A case in point November 14, 2007

Filed under: .India,Day 14 — India @ 10:17 pm
Tags: , , , , ,

case in point

Yesterday, when I posted that drawing of various strangers’ feet, Jerry Waese commented at Flickr, “next time do ears.” I replied that

The problem with ears is that they’re attached to people’s heads. I’d have to look at a bunch of strangers’ heads, and they’d think I was staring at them (which I would be), and they’d get freaked out / annoyed / hostile. . . .

Everybody wants to be anonymous on the subway.

Today, because of poor planning, I was stuck drawing feet again; and the train was pretty crowded, so I was drawing the woman directly in front of me. She didn’t notice for a while, because she was reading. But eventually she did, at a point when I was staring very intently at her shoes, and she began to fidget. Finally, at a stop where the train emptied out a bit, she got up and walked down the car. Not to get off, just to change seats.

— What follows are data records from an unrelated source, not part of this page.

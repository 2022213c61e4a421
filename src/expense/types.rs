//! Expense types.

use chrono::{DateTime, Utc};

/// Stable identity of a household member (the chat user id).
pub type ParticipantId = i64;

/// A recorded payment.
#[derive(Debug, Clone, PartialEq)]
pub struct Expense {
    /// Expense ID.
    pub id: i64,
    /// Who paid.
    pub participant_id: ParticipantId,
    /// Payer's display name when the expense was recorded.
    pub participant_name: String,
    /// Amount paid.
    pub amount: f64,
    /// Free-text description.
    pub description: String,
    /// When the expense was recorded.
    pub created_at: DateTime<Utc>,
}

/// New expense for insertion.
#[derive(Debug, Clone)]
pub struct NewExpense {
    pub participant_id: ParticipantId,
    pub participant_name: String,
    pub amount: f64,
    pub description: String,
}

impl NewExpense {
    /// Create a new expense.
    pub fn new(
        participant_id: ParticipantId,
        participant_name: impl Into<String>,
        amount: f64,
        description: impl Into<String>,
    ) -> Self {
        Self {
            participant_id,
            participant_name: participant_name.into(),
            amount,
            description: description.into(),
        }
    }
}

I was not dressed like a scary person. I was wearing a black and white flowered dress, red clogs, black leather jacket, pink scarf, iPod. Doesn’t matter. People don’t like being drawn around here.


6 Responses to “A case in point”

  1. awittykitty Says:

    This is my favorite of your subway drawings so far. Very cool.

  2. cynthiacloskey Says:

    I suspect you were dressed too cool to be an inconspicuous observer/artist. You frightened her with your awesomeness.

    Also, lots of people really don’t like being drawn.

  3. seepi Says:

    I used to know an artist who drew kangaroos. She said they don’t like being stared at either.

  4. sionwyn Says:

    I love this one

  5. Elisabeth Says:

    I usually attack people from behind when I draw them. But even then it seem they can sense my staring, and they move away.

    I like this drawing a lot, btw.

  6. India Amos Says:

    I wasn’t trying to be inconspicuous—I mean, there was no hope of it, given where I was seated. But I thought it should be obvious that I wasn’t drawing her head, and who cares if someone draws your feet? She had on nice shiny black Danskos.

    Whatever. When she started squirming, I moved my attention to the stuff around her, and after she got up, I drew the grating underneath. Another person sat down immediately, but in the seat next to hers, so the angle was different and I couldn’t really make an exquisite corpse of the two. I don’t think he would have minded being drawn, though—he’d obviously seen me working, and seen her bolt, but he sat there anyway.